Joma, jeune Afghan de 18 ans, a poussé la porte dans la nuit. Il a trouvé "un lit", "voudrait se rendre en Allemagne où résident déjà des amis" mais n'en dira pas plus dans son anglais sommaire, car l'appel du ventre est plus fort. Dans le réfectoire, une file d'une quarantaine de personnes se forme pour recevoir le ragout fumant cuisiné par des bénévoles présents matin, midi et soir. "Une centaine se relaient pour perpétuer la règle d'or des montagnards : on ne laisse personne dehors", explique Joël Pruvot, référent "accueil" du Refuge.
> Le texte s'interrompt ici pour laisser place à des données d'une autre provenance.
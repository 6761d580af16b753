//! Metadata store error types.

use thiserror::Error;

use pal_core::{ErrorKind, ProductId};

/// Errors returned by a [`crate::MetadataStore`] or
/// [`crate::PendingRegistrationStore`].
#[derive(Error, Debug)]
pub enum StoreError {
    /// A row with this primary key already exists.
    #[error("{table} already holds a row for product {product_id}")]
    Conflict {
        /// Table that rejected the insert.
        table: &'static str,
        /// Duplicate key.
        product_id: ProductId,
    },

    /// No row with this primary key.
    #[error("{table} has no row for product {product_id}")]
    NotFound {
        /// Table that was queried.
        table: &'static str,
        /// Missing key.
        product_id: ProductId,
    },

    /// The backing store could not be reached.
    #[error("metadata store unavailable during {operation}: {reason}")]
    Unavailable {
        /// Store operation that failed.
        operation: &'static str,
        /// Driver error text.
        reason: String,
    },

    /// A stored row could not be decoded into a valid record.
    #[error("stored row for {product_id} is corrupt: {reason}")]
    Corrupt {
        /// Raw key of the row, which may itself be invalid.
        product_id: String,
        /// Why decoding failed.
        reason: String,
    },
}

impl StoreError {
    /// Classify the error.
    pub fn kind(&self) -> ErrorKind {
        match self {
            Self::Conflict { .. } => ErrorKind::Conflict,
            Self::NotFound { .. } => ErrorKind::NotFound,
            Self::Unavailable { .. } => ErrorKind::Unavailable,
            Self::Corrupt { .. } => ErrorKind::Integrity,
        }
    }
}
Des réfugiés souhaitant rejoindre l'Angleterre ou l'Allemagne
Jusqu'en 2019, les réfugiés arrivaient principalement d'Afrique de l'Ouest francophone, par la Méditerranée et l'Italie, et voulaient rester en France; depuis 2020 ce sont plutôt des Afghans et des Iraniens, parfois des familles, qui sont en transit avec le désir de gagner l'Angleterre ou l'Allemagne.
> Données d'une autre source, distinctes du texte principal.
//! # pal-cli — Command-Line Interface for the Product Authenticity Ledger
//!
//! Provides the `pal` binary:
//!
//! ```bash
//! pal --as deployer register-product P1 Aspirin B001
//! pal verify-product P1
//! pal --as deployer grant-admin packer
//! pal --as packer add-stage P1 Packaged
//! pal get-history P1
//! pal reconcile
//! ```
//!
//! State lives in a local directory (see [`state`]). Setting `DATABASE_URL`
//! moves product records and pending markers into PostgreSQL; the ledger
//! snapshot always stays in the state directory.

pub mod commands;
pub mod state;

use std::path::PathBuf;

use anyhow::{Context, Result};

use pal_core::Identity;
use pal_engine::EngineConfig;

use crate::commands::{run_command, Command};
use crate::state::Workspace;

/// Options shared by every subcommand.
#[derive(Debug, Clone, Default)]
pub struct RunOptions {
    pub state_dir: PathBuf,
    pub config: Option<PathBuf>,
    pub identity: Option<String>,
    pub database_url: Option<String>,
    pub json: bool,
}

/// Load configuration and state, run `command`, and write state back.
pub fn run(opts: &RunOptions, command: &Command) -> Result<u8> {
    let caller = opts
        .identity
        .as_deref()
        .map(Identity::new)
        .transpose()
        .context("invalid --as identity")?;
    if command.needs_caller() && caller.is_none() {
        anyhow::bail!("this command needs --as <identity> or PAL_IDENTITY");
    }

    let config = match &opts.config {
        Some(path) => EngineConfig::load(path)?,
        None => EngineConfig::default(),
    };

    let workspace = Workspace::open(
        &opts.state_dir,
        caller.as_ref(),
        opts.database_url.as_deref(),
    )?;
    let engine = workspace.engine(config);
    let result = run_command(command, &engine, caller.as_ref(), opts.json);
    finish(result, workspace.save())
}

/// Combine a command's outcome with the result of saving state.
///
/// A command error always wins; a failed save is attached to it as context.
fn finish(result: Result<u8>, saved: Result<()>) -> Result<u8> {
    match (result, saved) {
        (result, Ok(())) => result,
        (Ok(_), Err(save)) => Err(save),
        (Err(e), Err(save)) => Err(e.context(format!("state could not be saved: {save:#}"))),
    }
}

#[cfg(test)]
mod tests {
    use super::*;
    use pal_ledger::Ledger;
    use pal_store::MetadataStore;

    fn opts(dir: &std::path::Path, identity: Option<&str>) -> RunOptions {
        RunOptions {
            state_dir: dir.to_path_buf(),
            identity: identity.map(str::to_string),
            ..RunOptions::default()
        }
    }

    fn register(product_id: &str) -> Command {
        Command::RegisterProduct {
            product_id: product_id.to_string(),
            product_type: "Aspirin".to_string(),
            batch_number: "B001".to_string(),
        }
    }

    #[test]
    fn register_verify_and_history_across_invocations() {
        let dir = tempfile::tempdir().unwrap();
        let owner = opts(dir.path(), Some("deployer"));
        let anyone = opts(dir.path(), None);

        assert_eq!(run(&owner, &register("P1")).unwrap(), 0);
        assert_eq!(
            run(
                &anyone,
                &Command::VerifyProduct {
                    product_id: "P1".to_string()
                }
            )
            .unwrap(),
            0
        );
        for stage in ["Packaged", "Shipped"] {
            let cmd = Command::AddStage {
                product_id: "P1".to_string(),
                stage_name: stage.to_string(),
            };
            assert_eq!(run(&owner, &cmd).unwrap(), 0);
        }
        let history = Command::GetHistory {
            product_id: "P1".to_string(),
        };
        assert_eq!(run(&anyone, &history).unwrap(), 0);
    }

    #[test]
    fn duplicate_register_fails() {
        let dir = tempfile::tempdir().unwrap();
        let owner = opts(dir.path(), Some("deployer"));
        run(&owner, &register("P1")).unwrap();
        let err = run(&owner, &register("P1")).unwrap_err();
        assert!(format!("{err:#}").contains("already registered"));
    }

    #[test]
    fn mutating_command_without_identity_fails() {
        let dir = tempfile::tempdir().unwrap();
        assert!(run(&opts(dir.path(), None), &register("P1")).is_err());
    }

    #[test]
    fn non_admin_cannot_register() {
        let dir = tempfile::tempdir().unwrap();
        run(&opts(dir.path(), Some("deployer")), &register("P1")).unwrap();
        let err = run(&opts(dir.path(), Some("stranger")), &register("P2")).unwrap_err();
        assert!(format!("{err:#}").contains("not authorized"));
    }

    #[test]
    fn tampered_store_file_verifies_not_authentic() {
        let dir = tempfile::tempdir().unwrap();
        run(&opts(dir.path(), Some("deployer")), &register("P1")).unwrap();

        let ws = Workspace::open(dir.path(), None, None).unwrap();
        let store = ws.file_store().unwrap();
        let mut record = store.get(&pal_core::ProductId::new("P1").unwrap()).unwrap();
        record.product_type = "Ibuprofen".to_string();
        store.overwrite_unchecked(record);
        ws.save().unwrap();
        drop(ws);

        let verify = Command::VerifyProduct {
            product_id: "P1".to_string(),
        };
        assert_eq!(run(&opts(dir.path(), None), &verify).unwrap(), 2);
    }

    #[test]
    fn config_file_sets_shelf_life() {
        let dir = tempfile::tempdir().unwrap();
        let config = dir.path().join("pal.yaml");
        std::fs::write(&config, "shelf_life:\n  default_days: 30\n").unwrap();
        let state = dir.path().join("state");
        let mut o = opts(&state, Some("deployer"));
        o.config = Some(config);
        run(&o, &register("P1")).unwrap();

        let ws = Workspace::open(&state, None, None).unwrap();
        let record = ws
            .file_store()
            .unwrap()
            .get(&pal_core::ProductId::new("P1").unwrap())
            .unwrap();
        let days = (record.expires_at.epoch_secs() - record.manufactured_at.epoch_secs()) / 86_400;
        assert_eq!(days, 30);
    }

    #[test]
    fn parallel_invocations_keep_every_registration() {
        let dir = tempfile::tempdir().unwrap();
        run(&opts(dir.path(), Some("deployer")), &register("P0")).unwrap();

        let handles: Vec<_> = (1..16)
            .map(|i| {
                let o = opts(dir.path(), Some("deployer"));
                std::thread::spawn(move || run(&o, &register(&format!("P{i}"))))
            })
            .collect();
        for h in handles {
            assert_eq!(h.join().unwrap().unwrap(), 0);
        }

        let ws = Workspace::open(dir.path(), None, None).unwrap();
        let store = ws.file_store().unwrap();
        for i in 0..16 {
            let product_id = pal_core::ProductId::new(format!("P{i}")).unwrap();
            assert!(ws.ledger().exists(&product_id).unwrap(), "P{i} missing from ledger");
            assert!(store.get(&product_id).is_ok(), "P{i} missing from store");
        }
        assert_eq!(store.len(), 16);
    }

    #[test]
    fn command_error_survives_failed_save() {
        let dir = tempfile::tempdir().unwrap();
        let owner = opts(dir.path(), Some("deployer"));
        run(&owner, &register("P1")).unwrap();
        // A directory where the temp file goes makes the next save fail.
        std::fs::create_dir(dir.path().join("ledger.json.tmp")).unwrap();

        let err = run(&owner, &register("P1")).unwrap_err();
        let message = format!("{err:#}");
        assert!(message.contains("already registered"), "{message}");
        assert!(message.contains("state could not be saved"), "{message}");
    }

    #[test]
    fn failed_save_is_reported_when_command_succeeds() {
        let dir = tempfile::tempdir().unwrap();
        run(&opts(dir.path(), Some("deployer")), &register("P1")).unwrap();
        std::fs::create_dir(dir.path().join("ledger.json.tmp")).unwrap();

        let verify = Command::VerifyProduct {
            product_id: "P1".to_string(),
        };
        let err = run(&opts(dir.path(), None), &verify).unwrap_err();
        assert!(format!("{err:#}").contains("failed to write"));
    }

    #[test]
    fn reconcile_on_clean_state_exits_zero() {
        let dir = tempfile::tempdir().unwrap();
        run(&opts(dir.path(), Some("deployer")), &register("P1")).unwrap();
        assert_eq!(run(&opts(dir.path(), None), &Command::Reconcile).unwrap(), 0);
    }
}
"C'est un lieu de passage, certains ne restent même pas une journée !", détaille M. Pruvot. "Mais au moins, ils ne traînent pas dans les rues de Briançon", ajoute-t-il, réfutant "le supposé appel d'air" que créerait le Refuge. "Ils fuient les mollahs ou les talibans, ils ne viennent pas à Briançon boire un café!", s'agace M. Pruvot.
Certains attendent des transferts d'argent pour acheter un billet de train ou de bus, ou prennent simplement le temps de souffler et réfléchir à la suite. "Ici, les réfugiés peuvent se reposer, se nourrir, recevoir de l'argent. Il n'y a pas de délinquance, tout le monde est gagnant !", souligne Mehmet Imani. Cet architecte polyglotte de 40 ans guette un transfert et, pour tuer l'attente, joue l'interprète, aide en cuisine ou au ménage. Et soigne ses pieds après 1.700 km parcourus d'Athènes à Briançon à travers les Balkans, un passage particulièrement éprouvant.
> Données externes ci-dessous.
//! # pal CLI entry point
//!
//! Parses command-line arguments, initializes logging, and dispatches to
//! the subcommand handlers in `pal_cli::commands`.

use std::path::PathBuf;
use std::process::ExitCode;

use clap::Parser;
use tracing_subscriber::EnvFilter;

use pal_cli::commands::Command;
use pal_cli::{run, RunOptions};

/// Product Authenticity Ledger
///
/// Anchors tamper-evident product fingerprints on an access-controlled
/// ledger, keeps descriptive records in a metadata store, and verifies that
/// the two still agree.
#[derive(Parser, Debug)]
#[command(name = "pal", version, about, long_about = None)]
struct Cli {
    /// Enable verbose output. Repeat for more verbosity (-v, -vv, -vvv).
    #[arg(short, long, action = clap::ArgAction::Count, global = true)]
    verbose: u8,

    /// Path to the engine configuration file (YAML).
    #[arg(long, global = true)]
    config: Option<PathBuf>,

    /// Directory holding the ledger snapshot and file-backed store.
    #[arg(long, global = true, default_value = ".pal")]
    state_dir: PathBuf,

    /// Identity the command runs as.
    #[arg(long = "as", global = true, env = "PAL_IDENTITY")]
    identity: Option<String>,

    /// PostgreSQL URL for the metadata store.
    #[arg(long, global = true, env = "DATABASE_URL", hide_env_values = true)]
    database_url: Option<String>,

    /// Print results as JSON.
    #[arg(long, global = true)]
    json: bool,

    #[command(subcommand)]
    command: Command,
}

fn main() -> ExitCode {
    let cli = Cli::parse();

    let filter = match cli.verbose {
        0 => EnvFilter::new("warn"),
        1 => EnvFilter::new("info"),
        2 => EnvFilter::new("debug"),
        _ => EnvFilter::new("trace"),
    };

    tracing_subscriber::fmt()
        .with_env_filter(filter)
        .with_target(false)
        .with_writer(std::io::stderr)
        .init();

    tracing::debug!("pal CLI v{} starting", env!("CARGO_PKG_VERSION"));

    let opts = RunOptions {
        state_dir: cli.state_dir,
        config: cli.config,
        identity: cli.identity,
        database_url: cli.database_url,
        json: cli.json,
    };

    match run(&opts, &cli.command) {
        Ok(code) => ExitCode::from(code),
        Err(e) => {
            tracing::error!("{e:#}");
            ExitCode::from(1)
        }
    }
}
"Je sens une sorte de liberté"
Lounès, militant kabyle de 30 ans qui a fui l'Algérie pour des raisons politiques, a failli mourir deux fois en Croatie : lors de la rencontre avec un ours dans la forêt et en traversant une rivière pour échapper à la police. Alors d'être "arrivé ici", après avoir marché dans les neiges précoces de fin septembre, il se sent "vivant". "Je sens une sorte de liberté", confie le jeune homme dans un large sourire. "Ça faisait longtemps que je n'avais pas eu un lit. Et il y a du wifi !". Il sera plus serein pour songer à un avenir encore flou.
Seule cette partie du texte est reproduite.